■ **WHAT YOU WILL DO**:
For the data below, give the number of lines that include the word "return" and nothing else.

━━━ THE INPUT ━━━

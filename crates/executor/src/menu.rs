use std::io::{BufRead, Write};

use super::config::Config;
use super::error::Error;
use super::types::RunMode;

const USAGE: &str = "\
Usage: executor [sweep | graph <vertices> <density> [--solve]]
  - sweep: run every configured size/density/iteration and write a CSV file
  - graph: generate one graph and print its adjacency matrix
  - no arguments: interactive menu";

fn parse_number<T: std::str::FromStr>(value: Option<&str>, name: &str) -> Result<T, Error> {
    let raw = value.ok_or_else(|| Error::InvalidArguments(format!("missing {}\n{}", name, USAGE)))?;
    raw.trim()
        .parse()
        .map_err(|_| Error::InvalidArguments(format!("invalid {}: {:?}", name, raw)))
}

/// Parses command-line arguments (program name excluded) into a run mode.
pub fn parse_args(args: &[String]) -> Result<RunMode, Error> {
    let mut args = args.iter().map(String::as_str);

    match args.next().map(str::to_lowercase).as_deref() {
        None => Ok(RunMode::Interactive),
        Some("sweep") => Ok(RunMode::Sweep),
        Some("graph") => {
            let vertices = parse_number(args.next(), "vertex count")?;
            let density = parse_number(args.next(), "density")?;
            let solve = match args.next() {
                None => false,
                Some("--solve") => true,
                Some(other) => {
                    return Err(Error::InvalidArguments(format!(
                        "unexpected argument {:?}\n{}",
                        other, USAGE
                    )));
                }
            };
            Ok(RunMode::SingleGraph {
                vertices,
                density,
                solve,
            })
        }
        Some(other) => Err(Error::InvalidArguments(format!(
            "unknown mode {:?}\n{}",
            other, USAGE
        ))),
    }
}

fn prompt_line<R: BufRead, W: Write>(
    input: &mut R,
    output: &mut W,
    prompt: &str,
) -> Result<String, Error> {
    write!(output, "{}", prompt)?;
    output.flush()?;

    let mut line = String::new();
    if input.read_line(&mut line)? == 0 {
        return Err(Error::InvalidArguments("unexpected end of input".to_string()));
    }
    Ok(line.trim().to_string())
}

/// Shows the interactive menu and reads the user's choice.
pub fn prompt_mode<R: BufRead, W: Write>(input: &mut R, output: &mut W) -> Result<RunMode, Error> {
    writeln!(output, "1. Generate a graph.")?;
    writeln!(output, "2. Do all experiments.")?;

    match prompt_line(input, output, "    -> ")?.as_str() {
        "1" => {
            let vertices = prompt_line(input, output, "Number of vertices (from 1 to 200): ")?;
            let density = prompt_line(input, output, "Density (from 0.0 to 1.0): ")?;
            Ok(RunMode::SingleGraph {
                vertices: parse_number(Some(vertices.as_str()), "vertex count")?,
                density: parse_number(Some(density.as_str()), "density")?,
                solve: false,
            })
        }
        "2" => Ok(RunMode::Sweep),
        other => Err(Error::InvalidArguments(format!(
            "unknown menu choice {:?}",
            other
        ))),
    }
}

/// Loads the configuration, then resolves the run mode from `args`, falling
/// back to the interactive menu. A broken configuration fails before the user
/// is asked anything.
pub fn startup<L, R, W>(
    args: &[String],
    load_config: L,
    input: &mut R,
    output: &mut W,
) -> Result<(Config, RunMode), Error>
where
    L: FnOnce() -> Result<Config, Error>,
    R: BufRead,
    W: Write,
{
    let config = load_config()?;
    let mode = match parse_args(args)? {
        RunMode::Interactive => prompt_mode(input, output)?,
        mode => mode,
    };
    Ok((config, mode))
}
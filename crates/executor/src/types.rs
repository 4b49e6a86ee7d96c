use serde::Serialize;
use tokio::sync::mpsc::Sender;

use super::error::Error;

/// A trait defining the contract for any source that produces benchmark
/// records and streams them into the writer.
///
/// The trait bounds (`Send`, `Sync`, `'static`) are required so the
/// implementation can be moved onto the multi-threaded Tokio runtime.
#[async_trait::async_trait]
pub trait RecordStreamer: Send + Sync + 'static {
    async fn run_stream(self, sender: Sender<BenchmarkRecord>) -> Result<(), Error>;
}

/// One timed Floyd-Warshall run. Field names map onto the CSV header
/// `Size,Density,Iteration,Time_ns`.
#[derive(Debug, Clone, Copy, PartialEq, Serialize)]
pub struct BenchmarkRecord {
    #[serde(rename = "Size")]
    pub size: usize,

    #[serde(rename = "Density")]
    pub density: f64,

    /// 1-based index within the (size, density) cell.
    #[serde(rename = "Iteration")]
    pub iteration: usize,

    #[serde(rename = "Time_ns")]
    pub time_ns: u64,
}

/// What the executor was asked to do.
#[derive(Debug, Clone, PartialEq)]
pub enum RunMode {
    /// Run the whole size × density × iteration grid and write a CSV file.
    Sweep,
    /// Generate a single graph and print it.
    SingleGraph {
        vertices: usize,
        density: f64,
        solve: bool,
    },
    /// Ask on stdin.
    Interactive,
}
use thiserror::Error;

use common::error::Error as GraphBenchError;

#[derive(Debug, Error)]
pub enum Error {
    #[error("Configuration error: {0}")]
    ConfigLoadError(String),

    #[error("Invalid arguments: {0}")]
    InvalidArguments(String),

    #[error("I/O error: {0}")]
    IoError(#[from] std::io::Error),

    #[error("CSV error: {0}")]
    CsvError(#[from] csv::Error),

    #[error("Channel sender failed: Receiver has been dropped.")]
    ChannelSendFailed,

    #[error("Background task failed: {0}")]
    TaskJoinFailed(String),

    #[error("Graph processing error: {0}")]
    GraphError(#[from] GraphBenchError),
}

━━━

■ **SOLUTION TO THE PROBLEM**:
2